• _WHAT THE EXERCISE ASKS_: Give back exactly the lines that run from the beginning of the entries to the line containing "pub struct ChatEngine", both included, and nothing else.

• _RECORDS FOR THE TASK_:
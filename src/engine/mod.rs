//! Conversation engine: the surface the UI collaborator drives.
//!
//! `submit()` appends a completed user message plus a pending assistant
//! placeholder and spawns a task that pumps the backend stream into the
//! conversation state. `cancel()` cooperatively stops the in-flight stream,
//! preserving whatever partial content has accumulated.

mod session;
mod state;
mod stream;

pub use state::ConversationState;

use std::sync::{Arc, Mutex};

use tokio::sync::watch;

use crate::cancel::CancelToken;
use crate::error::{ChatError, ChatResult};
use crate::models::{Message, SubmitOptions};
use crate::notify::{Notification, Notifier};
use crate::sse::StreamReader;
use crate::traits::transport::StreamTransport;

use session::StreamSession;

/// Drives one conversation against a streaming backend.
pub struct ChatEngine {
    transport: Arc<dyn StreamTransport>,
    state: Arc<ConversationState>,
    notifier: Notifier,
    /// Opaque server-assigned session id, created on first submit.
    session_id: tokio::sync::Mutex<Option<String>>,
    /// Token of the current in-flight stream, if any.
    active: Mutex<Option<CancelToken>>,
}

impl ChatEngine {
    pub fn new(transport: Arc<dyn StreamTransport>, notifier: Notifier) -> Self {
        Self {
            transport,
            state: Arc::new(ConversationState::new()),
            notifier,
            session_id: tokio::sync::Mutex::new(None),
            active: Mutex::new(None),
        }
    }

    /// Subscribe to message-list snapshots. The receiver always holds the
    /// latest published snapshot.
    pub fn subscribe(&self) -> watch::Receiver<Arc<Vec<Message>>> {
        self.state.subscribe()
    }

    /// Subscribe to user-facing notifications (transport failures etc).
    pub fn notifications(&self) -> tokio::sync::broadcast::Receiver<Notification> {
        self.notifier.subscribe()
    }

    /// Current snapshot of the message list.
    pub fn messages(&self) -> Arc<Vec<Message>> {
        self.state.snapshot()
    }

    /// Submit a prompt and start streaming the assistant response.
    ///
    /// Appends the user message and a pending assistant placeholder, then
    /// returns the placeholder's id; the stream itself runs on a spawned
    /// task. A submission while a stream is still in flight auto-cancels the
    /// previous stream first, so its message completes with partial content
    /// preserved.
    ///
    /// Session-creation failure aborts the submission before any message is
    /// appended and is surfaced through the notification service.
    pub async fn submit(&self, prompt: &str, options: SubmitOptions) -> ChatResult<String> {
        let prompt = prompt.trim();
        if prompt.is_empty() {
            return Err(ChatError::EmptyPrompt);
        }

        let session_id = self.ensure_session().await?;

        // Auto-cancel any stream still in flight for this session.
        let cancel = CancelToken::new();
        let previous = self
            .active
            .lock()
            .unwrap_or_else(|poisoned| poisoned.into_inner())
            .replace(cancel.clone());
        if let Some(previous) = previous {
            if !previous.is_cancelled() {
                tracing::debug!("auto-cancelling previous in-flight stream");
                previous.cancel();
            }
        }

        self.state.append(Message::user(prompt));
        let placeholder = Message::assistant_placeholder();
        let message_id = placeholder.id.clone();
        self.state.append(placeholder);
        self.state.publish();

        let request = options.to_request(&session_id, prompt);

        let transport = Arc::clone(&self.transport);
        let state = Arc::clone(&self.state);
        let notifier = self.notifier.clone();
        let task_message_id = message_id.clone();
        tokio::spawn(async move {
            match transport.open_stream(&request).await {
                Ok(bytes) => {
                    tracing::debug!(session_id = %request.session_id, "stream opened");
                    let session =
                        StreamSession::new(request.session_id.clone(), task_message_id, cancel);
                    let reader = StreamReader::new(bytes, session.cancel.clone());
                    stream::run_stream(state, notifier, reader, session).await;
                }
                Err(err) => {
                    tracing::warn!(%err, "failed to open stream");
                    state.fail(&task_message_id);
                    state.publish();
                    notifier.error(format!("Failed to reach the model backend: {err}"));
                }
            }
        });

        Ok(message_id)
    }

    /// Cooperatively cancel the in-flight stream.
    ///
    /// Idempotent, and a no-op when no stream is in flight or the stream
    /// already reached a terminal state.
    pub fn cancel(&self) {
        let token = self
            .active
            .lock()
            .unwrap_or_else(|poisoned| poisoned.into_inner())
            .clone();
        if let Some(token) = token {
            tracing::debug!("cancel requested");
            token.cancel();
        }
    }

    async fn ensure_session(&self) -> ChatResult<String> {
        let mut guard = self.session_id.lock().await;
        if let Some(id) = guard.as_ref() {
            return Ok(id.clone());
        }
        match self.transport.create_session().await {
            Ok(id) => {
                tracing::info!(session_id = %id, "session created");
                *guard = Some(id.clone());
                Ok(id)
            }
            Err(err) => {
                tracing::warn!(%err, "session creation failed");
                self.notifier
                    .error(format!("Failed to start a conversation: {err}"));
                Err(err.into())
            }
        }
    }
}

• _FINISHED EXERCISE_:
filename src/engine/mod.rs
//! Conversation engine: the surface the UI collaborator drives.
//!
//! `submit()` appends a completed user message plus a pending assistant
//! placeholder and spawns a task that pumps the backend stream into the
//! conversation state. `cancel()` cooperatively stops the in-flight stream,
//! preserving whatever partial content has accumulated.

mod session;
mod state;
mod stream;

pub use state::ConversationState;

use std::sync::{Arc, Mutex};

use tokio::sync::watch;

use crate::cancel::CancelToken;
use crate::error::{ChatError, ChatResult};
use crate::models::{Message, SubmitOptions};
use crate::notify::{Notification, Notifier};
use crate::sse::StreamReader;
use crate::traits::transport::StreamTransport;

use session::StreamSession;

/// Drives one conversation against a streaming backend.
pub struct ChatEngine {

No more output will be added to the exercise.